When you answer, give every record back exactly as written.

┄┄┄┄┄┄

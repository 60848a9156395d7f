//! Voltage-mode field oriented control for two-phase stepper motors
//!
//! The crate turns a torque, velocity or angle target into phase voltages
//! every control cycle:
//!
//! * [`foc`] - controllers, inverse Park transform, sensor alignment,
//!   open-loop generators and the motion loop
//! * [`motor::StepperMotor`] - one motor with its configuration, hardware
//!   links and motion state
//! * [`motor_driver::PwmStepperDriver`] - two H-bridges over
//!   `embedded_hal` PWM channels
//! * `tasks` - `embassy` task bodies (feature `embassy`)
//!
//! Hardware is reached through the [`driver::StepperDriver`],
//! [`sensor::PositionSensor`], [`current_sense::CurrentSense`] and
//! [`clock::MonotonicClock`] traits.
#![cfg_attr(not(test), no_std)]

// must stay first: the logging macros are textually scoped
mod fmt;

pub mod clock;
pub mod config;
pub mod current_sense;
pub mod driver;
pub mod error;
pub mod foc;
pub mod motor;
pub mod motor_driver;
pub mod sensor;
#[cfg(feature = "embassy")]
pub mod tasks;

pub use config::{MotionControlType, MotorConfig, PidConfig, TorqueControlType};
pub use error::{ConfigError, FocError};
pub use motor::{MotorCommand, MotorStatus, StepperMotor};
//! Phase current measurement
//!
//! Implemented by platform code (ADC sampling synchronized to the PWM). The
//! voltage-mode control law never reads it; the motor only reports the
//! latest sample in its status.

/// Phase currents [A]
#[derive(Debug, Clone, Copy, Default, PartialEq)]
#[cfg_attr(feature = "defmt", derive(defmt::Format))]
pub struct PhaseCurrents {
    pub a: f32,
    pub b: f32,
}

/// Source of phase current samples
pub trait CurrentSense {
    /// Latest sample
    fn phase_currents(&mut self) -> PhaseCurrents;
}

impl<T: CurrentSense + ?Sized> CurrentSense for &mut T {
    fn phase_currents(&mut self) -> PhaseCurrents {
        (**self).phase_currents()
    }
}

/// Placeholder for boards without current sensing
#[derive(Debug, Clone, Copy, Default)]
pub struct NoCurrentSense;

impl CurrentSense for NoCurrentSense {
    fn phase_currents(&mut self) -> PhaseCurrents {
        PhaseCurrents::default()
    }
}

┄┄┄┄┄┄

- _WORKED SOLUTION_
repository 60848a9156395d7f
//! Voltage-mode field oriented control for two-phase stepper motors
//!
//! The crate turns a torque, velocity or angle target into phase voltages
//! every control cycle:
//!
//! * [`foc`] - controllers, inverse Park transform, sensor alignment,
//!   open-loop generators and the motion loop
//! * [`motor::StepperMotor`] - one motor with its configuration, hardware
//!   links and motion state
//! * [`motor_driver::PwmStepperDriver`] - two H-bridges over
//!   `embedded_hal` PWM channels
//! * `tasks` - `embassy` task bodies (feature `embassy`)
//!
//! Hardware is reached through the [`driver::StepperDriver`],
//! [`sensor::PositionSensor`], [`current_sense::CurrentSense`] and
//! [`clock::MonotonicClock`] traits.
#![cfg_attr(not(test), no_std)]

// must stay first: the logging macros are textually scoped
mod fmt;

pub mod clock;
pub mod config;
pub mod current_sense;
pub mod driver;
pub mod error;
pub mod foc;
pub mod motor;
pub mod motor_driver;
pub mod sensor;
#[cfg(feature = "embassy")]
pub mod tasks;

pub use config::{MotionControlType, MotorConfig, PidConfig, TorqueControlType};
pub use error::{ConfigError, FocError};
pub use motor::{MotorCommand, MotorStatus, StepperMotor};
//! Phase current measurement
//!
//! Implemented by platform code (ADC sampling synchronized to the PWM). The
//! voltage-mode control law never reads it; the motor only reports the
//! latest sample in its status.

/// Phase currents [A]
#[derive(Debug, Clone, Copy, Default, PartialEq)]
#[cfg_attr(feature = "defmt", derive(defmt::Format))]
pub struct PhaseCurrents {
    pub a: f32,
    pub b: f32,
}

/// Source of phase current samples
pub trait CurrentSense {
    /// Latest sample
    fn phase_currents(&mut self) -> PhaseCurrents;
}

impl<T: CurrentSense + ?Sized> CurrentSense for &mut T {
    fn phase_currents(&mut self) -> PhaseCurrents {
        (**self).phase_currents()
    }
}

/// Placeholder for boards without current sensing
#[derive(Debug, Clone, Copy, Default)]
pub struct NoCurrentSense;

impl CurrentSense for NoCurrentSense {
    fn phase_currents(&mut self) -> PhaseCurrents {
        PhaseCurrents::default()
    }
}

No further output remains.